How much should you pay your freelance content writer?

One of the most important questions my clients have while negotiating for my content writing services is, how much should they pay me as their freelance content writer? In this blog post I’m going to talk about “serious” clients who know the importance of content marketing vis-a-vis their businesses and hence, totally understand that there are going to have to pay for quality content. So the question here is not whether they can get cheapest content or not, the question is, how much they should pay for quality, result-oriented content.

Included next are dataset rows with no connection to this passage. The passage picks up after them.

//! Shared test utilities for the navpress test suite.
//!
//! Provides fixture builders, article constructors, and sidebar-shape
//! assertions used across the module tests.
//!
//! # Usage
//!
//! ```rust
//! use crate::test_helpers::*;
//!
//! let tmp = setup_content();
//! let site_index = sidebar::build(tmp.path()).unwrap();
//!
//! assert_sidebar_shape(&site_index.groups, &[
//!     ("Articles", &["Getting Started", "Hello World"]),
//!     ("Data Structures", &["Classic Sorting", "trees"]),
//! ]);
//! ```

use std::path::Path;
use tempfile::TempDir;

use crate::scan::Article;
use crate::types::SidebarGroup;
use crate::urlpath;

// =========================================================================
// Fixture setup
// =========================================================================

/// Write a markdown article at `rel` below `dir`, creating parent
/// directories. `front` is the front-matter body (no delimiters); pass ""
/// for an article without front-matter.
pub fn write_article(dir: &Path, rel: &str, front: &str, body: &str) {
    let path = dir.join(rel);
    if let Some(parent) = path.parent() {
        std::fs::create_dir_all(parent).unwrap();
    }
    let content = if front.is_empty() {
        body.to_string()
    } else {
        format!("---\n{front}---\n\n{body}")
    };
    std::fs::write(path, content).unwrap();
}

/// Build a representative content root in a temp directory:
///
/// ```text
/// <tmp>/
/// ├── posts/
/// │   ├── index.md                  # excluded from the index
/// │   ├── hello-world.md            # Articles (root fallback)
/// │   ├── getting-started.md        # Articles, dated newer
/// │   ├── Data Structures/
/// │   │   ├── sorting.md            # order 1
/// │   │   └── trees.md              # order 2, no title
/// │   └── Life/
/// │       └── travel.md             # no front-matter at all
/// └── about/
///     ├── index.md
///     ├── Projects/index.md
///     └── Reading/notes.md          # no landing file → skipped
/// ```
pub fn setup_content() -> TempDir {
    let tmp = TempDir::new().unwrap();
    let posts = tmp.path().join("posts");

    write_article(&posts, "index.md", "", "Posts landing page.");
    write_article(
        &posts,
        "hello-world.md",
        "title: Hello World\ndate: 2024-01-15\n",
        "First post.",
    );
    write_article(
        &posts,
        "getting-started.md",
        "title: Getting Started\ndate: 2024-02-01\n",
        "Second post.",
    );
    write_article(
        &posts,
        "Data Structures/sorting.md",
        "title: Classic Sorting\norder: 1\n",
        "Sorting walkthrough.",
    );
    write_article(&posts, "Data Structures/trees.md", "order: 2\n", "Trees.");
    write_article(&posts, "Life/travel.md", "", "Trip notes.");

    let about = tmp.path().join("about");
    write_article(&about, "index.md", "", "About landing page.");
    write_article(&about, "Projects/index.md", "", "Projects landing.");
    write_article(&about, "Reading/notes.md", "", "No landing file here.");

    tmp
}

// =========================================================================
// Article constructors — build articles without touching the filesystem
// =========================================================================

/// An undated article. Title is the last path segment of `rel_stem`.
pub fn article(rel_stem: &str, category: &str, order: u32) -> Article {
    let title = rel_stem.rsplit('/').next().unwrap_or(rel_stem).to_string();
    let url_path = urlpath::encode_path(rel_stem);
    Article {
        title,
        category: category.to_string(),
        date: None,
        order,
        rel_stem: rel_stem.to_string(),
        url_path: url_path.clone(),
        link: format!("/posts/{url_path}"),
    }
}

/// A dated article; `date` must be `YYYY-MM-DD`.
pub fn dated_article(rel_stem: &str, category: &str, order: u32, date: &str) -> Article {
    let mut a = article(rel_stem, category, order);
    a.date = Some(date.parse().unwrap());
    a
}

// =========================================================================
// Sidebar lookups — panics with a clear message on miss
// =========================================================================

/// Find a group by heading. Panics if not found.
pub fn find_group<'a>(groups: &'a [SidebarGroup], text: &str) -> &'a SidebarGroup {
    groups.iter().find(|g| g.text == text).unwrap_or_else(|| {
        let titles = group_titles(groups);
        panic!("group '{text}' not found. Available: {titles:?}")
    })
}

/// All group headings in order.
pub fn group_titles(groups: &[SidebarGroup]) -> Vec<&str> {
    groups.iter().map(|g| g.text.as_str()).collect()
}

/// All entry texts of a group in order.
pub fn entry_texts(group: &SidebarGroup) -> Vec<&str> {
    group.items.iter().map(|e| e.text.as_str()).collect()
}

/// All entry links of a group in order.
pub fn entry_links(group: &SidebarGroup) -> Vec<&str> {
    group.items.iter().map(|e| e.link.as_str()).collect()
}

/// Assert that the group sequence matches an expected shape.
///
/// Each entry is `(heading, member texts)`.
///
/// ```rust
/// assert_sidebar_shape(&groups, &[
///     ("Articles", &["Getting Started", "Hello World"]),
///     ("Data Structures", &["Classic Sorting", "trees"]),
/// ]);
/// ```
pub fn assert_sidebar_shape(groups: &[SidebarGroup], expected: &[(&str, &[&str])]) {
    let expected_titles: Vec<&str> = expected.iter().map(|(t, _)| *t).collect();
    assert_eq!(
        group_titles(groups),
        expected_titles,
        "group heading order mismatch"
    );

    for (title, members) in expected {
        let group = find_group(groups, title);
        assert_eq!(
            entry_texts(group),
            members.to_vec(),
            "members of '{title}' mismatch"
        );
    }
}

This blog post on Clear Voice has a nice infographic explaining how you should pay your freelance content writer according to the demands of the assignment and the expertise of the content writer you are working with. The Clear Voice blog post/infographic has been prepared according to their work model – the content writers working for them charge per minute or per campaign. Although I’m open to the idea, I have never charged my clients per word (although sometimes I quote per 100-word-bracket) because then, sometimes intentionally and sometimes unintentionally, the clients begin to get bogged down by the number of words they need or don’t need. Hence, for many years now, I have been charging per page, per blog post, per email campaign with an average word range of 400-700. If research is also needed, I charge an hourly rate because you cannot quantify research-based writing.

So how much should you pay your freelance content writer?

Again, as described in the above-linked blog post, it depends on your content requirement as well as the expertise you require. Anyway, since I’m writing this on my own blog under my own content writing and content marketing website is, you must be wondering how you should pay me.

My current rates are at this link.

As the cliché goes, these are not written in stone. I keep changing them according to different clients but in most of the cases, I stick to these numbers because otherwise working becomes a constraint. I should feel appropriately compensated for the effort I am putting in. Just imagine, if you are not interested in paying me fairly, why should I be interested in writing content that helps you generate more business? It works both ways.

I haven’t arrived at these numbers by referring to another website or by talking to other content writers – these are the numbers I have arrived at after having worked for multiple clients under multiple conditions, for many years. These are the rates, I feel, currently, my clients are comfortable with.

Having said that, clients would like to get more content, more quality content, at lesser rates. I would like to charge a higher rate or at least maintain my current rate while maintaining my quality-level.

Some clients are determined to pay me a lot less than what I quote. How do I deal with those clients?

I don’t like turning my clients away. I know that my content writing can help you get more business (if I didn’t believe that, I wouldn’t write for you). There are 3 reasons some clients don’t want to pay me what I ask for:

  1. They don’t understand content marketing yet
  2. They don’t believe in their own business (and hence, unsure whether they should be spending money on getting quality content)
  3. They believe in their business but they are genuinely short of funds

After an interaction of 5 minutes (or exchange of a few emails) I can make out whether a client believes in his or her own business or not. Once I get this feel, without wasting time, I let it be known to the client that I’m not interested in his or her work.

For type 1, I either try to convince the client by providing data and relevant information or I let him or her go.

For type 3, if I really get a strong feeling that the client is serious about his or her work and the lack of funds is holding him or her back, I agree to work at lower rates.